EXCERPTED DATA START

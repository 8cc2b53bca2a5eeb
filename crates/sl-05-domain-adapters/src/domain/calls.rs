//! # Ledger Calls
//!
//! Typed view of the six contract calls. Adapters build parameters from
//! it; finalizers read it back from a stored record or from the event the
//! ledger emitted, which is authoritative when present.

use super::item_status::ItemStatus;
use shared_types::{EventKind, LedgerEvent, LedgerOperation, ParamError, ParamValue, Parameters};

/// One contract call with its arguments.
#[derive(Debug, Clone, PartialEq, Eq)]
pub enum LedgerCall {
    /// `createSupplyChain`
    CreateChain {
        /// Chain id.
        chain_id: u64,
        /// Display name.
        name: String,
        /// Owner address.
        owner: String,
    },
    /// `authorizeParticipant`
    Authorize {
        /// Chain id.
        chain_id: u64,
        /// Participant address.
        participant: String,
        /// Granted role.
        role: String,
    },
    /// `createItem`
    CreateItem {
        /// Item id.
        item_id: u64,
        /// Owning chain.
        supply_chain_id: u64,
        /// Quantity created.
        quantity: u64,
        /// Type label.
        item_type: String,
        /// Creator.
        owner: String,
    },
    /// `transferItem`
    Transfer {
        /// Item id.
        item_id: u64,
        /// Sender.
        from: String,
        /// Receiver.
        to: String,
        /// Quantity moved.
        quantity: u64,
    },
    /// `processItem`
    Process {
        /// Material consumed.
        parent_item_id: u64,
        /// Item produced.
        child_item_id: u64,
        /// Quantity consumed.
        quantity: u64,
    },
    /// `updateItemStatus`
    UpdateStatus {
        /// Item id.
        item_id: u64,
        /// New status.
        status: ItemStatus,
    },
}

impl LedgerCall {
    /// Operation this call performs.
    pub fn operation(&self) -> LedgerOperation {
        match self {
            LedgerCall::CreateChain { .. } => LedgerOperation::CreateChain,
            LedgerCall::Authorize { .. } => LedgerOperation::AuthorizeParticipant,
            LedgerCall::CreateItem { .. } => LedgerOperation::CreateItem,
            LedgerCall::Transfer { .. } => LedgerOperation::TransferItem,
            LedgerCall::Process { .. } => LedgerOperation::ProcessItem,
            LedgerCall::UpdateStatus { .. } => LedgerOperation::UpdateItemStatus,
        }
    }

    /// Positional call parameters, in contract order.
    pub fn to_parameters(&self) -> Parameters {
        let values = match self {
            LedgerCall::CreateChain {
                chain_id,
                name,
                owner,
            } => vec![
                ParamValue::Uint(*chain_id),
                ParamValue::text(name.as_str()),
                ParamValue::address(owner),
            ],
            LedgerCall::Authorize {
                chain_id,
                participant,
                role,
            } => vec![
                ParamValue::Uint(*chain_id),
                ParamValue::address(participant),
                ParamValue::text(role.as_str()),
            ],
            LedgerCall::CreateItem {
                item_id,
                supply_chain_id,
                quantity,
                item_type,
                owner,
            } => vec![
                ParamValue::Uint(*item_id),
                ParamValue::Uint(*supply_chain_id),
                ParamValue::Uint(*quantity),
                ParamValue::text(item_type.as_str()),
                ParamValue::address(owner),
            ],
            LedgerCall::Transfer {
                item_id,
                from,
                to,
                quantity,
            } => vec![
                ParamValue::Uint(*item_id),
                ParamValue::address(from),
                ParamValue::address(to),
                ParamValue::Uint(*quantity),
            ],
            LedgerCall::Process {
                parent_item_id,
                child_item_id,
                quantity,
            } => vec![
                ParamValue::Uint(*parent_item_id),
                ParamValue::Uint(*child_item_id),
                ParamValue::Uint(*quantity),
            ],
            LedgerCall::UpdateStatus { item_id, status } => vec![
                ParamValue::Uint(*item_id),
                ParamValue::Uint(status.code()),
            ],
        };
        Parameters::new(values)
    }

    /// Read a call back from stored parameters.
    pub fn from_parameters(
        operation: LedgerOperation,
        parameters: &Parameters,
    ) -> Result<Self, ParamError> {
        let p = Positional {
            operation,
            parameters,
        };
        Ok(match operation {
            LedgerOperation::CreateChain => LedgerCall::CreateChain {
                chain_id: p.uint(0, "chainId")?,
                name: p.string(1, "name")?,
                owner: p.string(2, "owner")?,
            },
            LedgerOperation::AuthorizeParticipant => LedgerCall::Authorize {
                chain_id: p.uint(0, "chainId")?,
                participant: p.string(1, "participant")?,
                role: p.string(2, "role")?,
            },
            LedgerOperation::CreateItem => LedgerCall::CreateItem {
                item_id: p.uint(0, "itemId")?,
                supply_chain_id: p.uint(1, "supplyChainId")?,
                quantity: p.uint(2, "quantity")?,
                item_type: p.string(3, "itemType")?,
                owner: p.string(4, "owner")?,
            },
            LedgerOperation::TransferItem => LedgerCall::Transfer {
                item_id: p.uint(0, "itemId")?,
                from: p.string(1, "from")?,
                to: p.string(2, "to")?,
                quantity: p.uint(3, "quantity")?,
            },
            LedgerOperation::ProcessItem => LedgerCall::Process {
                parent_item_id: p.uint(0, "parentItemId")?,
                child_item_id: p.uint(1, "childItemId")?,
                quantity: p.uint(2, "quantity")?,
            },
            LedgerOperation::UpdateItemStatus => LedgerCall::UpdateStatus {
                item_id: p.uint(0, "itemId")?,
                status: ItemStatus::from_code(p.uint(1, "status")?),
            },
        })
    }

    /// Read a call from the event the ledger emitted for it.
    pub fn from_event(event: &LedgerEvent) -> Result<Self, ParamError> {
        let address = |name: &str| event.string(name).map(str::to_lowercase);
        Ok(match event.kind {
            EventKind::SupplyChainCreated => LedgerCall::CreateChain {
                chain_id: event.uint("chainId")?,
                name: event.string("name")?.to_string(),
                owner: address("owner")?,
            },
            EventKind::ParticipantAuthorized => LedgerCall::Authorize {
                chain_id: event.uint("chainId")?,
                participant: address("participant")?,
                role: event.string("role")?.to_string(),
            },
            EventKind::ItemCreated => LedgerCall::CreateItem {
                item_id: event.uint("itemId")?,
                supply_chain_id: event.uint("supplyChainId")?,
                quantity: event.uint("quantity")?,
                item_type: event.string("itemType")?.to_string(),
                owner: address("owner")?,
            },
            EventKind::ItemTransferred => LedgerCall::Transfer {
                item_id: event.uint("itemId")?,
                from: address("from")?,
                to: address("to")?,
                quantity: event.uint("quantity")?,
            },
            EventKind::ItemProcessed => LedgerCall::Process {
                parent_item_id: event.uint("parentItemId")?,
                child_item_id: event.uint("childItemId")?,
                quantity: event.uint("quantity")?,
            },
            EventKind::ItemStatusUpdated => LedgerCall::UpdateStatus {
                item_id: event.uint("itemId")?,
                status: ItemStatus::from_code(event.uint("status")?),
            },
        })
    }
}

struct Positional<'a> {
    operation: LedgerOperation,
    parameters: &'a Parameters,
}

impl Positional<'_> {
    fn value(&self, index: usize) -> Result<&ParamValue, ParamError> {
        self.parameters
            .get(index)
            .ok_or_else(|| ParamError::ArityMismatch {
                operation: self.operation.name().to_string(),
                expected: index + 1,
                got: self.parameters.len(),
            })
    }

    fn mismatch(&self, param: &str, expected: &str, got: &ParamValue) -> ParamError {
        ParamError::TypeMismatch {
            operation: self.operation.name().to_string(),
            param: param.to_string(),
            expected: expected.to_string(),
            got: got.type_name().to_string(),
        }
    }

    fn uint(&self, index: usize, name: &str) -> Result<u64, ParamError> {
        let value = self.value(index)?;
        value.as_uint().ok_or_else(|| self.mismatch(name, "uint", value))
    }

    fn string(&self, index: usize, name: &str) -> Result<String, ParamError> {
        let value = self.value(index)?;
        value
            .as_str()
            .map(str::to_string)
            .ok_or_else(|| self.mismatch(name, "address or text", value))
    }
}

EXCERPTED DATA END

PROBLEM TO SOLVE: Lines above that include the string "ParamError" need to be copied.

ANSWER FOR THIS EXERCISE:
use shared_types::{EventKind, LedgerEvent, LedgerOperation, ParamError, ParamValue, Parameters};
    ) -> Result<Self, ParamError> {
    pub fn from_event(event: &LedgerEvent) -> Result<Self, ParamError> {
    fn value(&self, index: usize) -> Result<&ParamValue, ParamError> {
            .ok_or_else(|| ParamError::ArityMismatch {
    fn mismatch(&self, param: &str, expected: &str, got: &ParamValue) -> ParamError {
        ParamError::TypeMismatch {
    fn uint(&self, index: usize, name: &str) -> Result<u64, ParamError> {
    fn string(&self, index: usize, name: &str) -> Result<String, ParamError> {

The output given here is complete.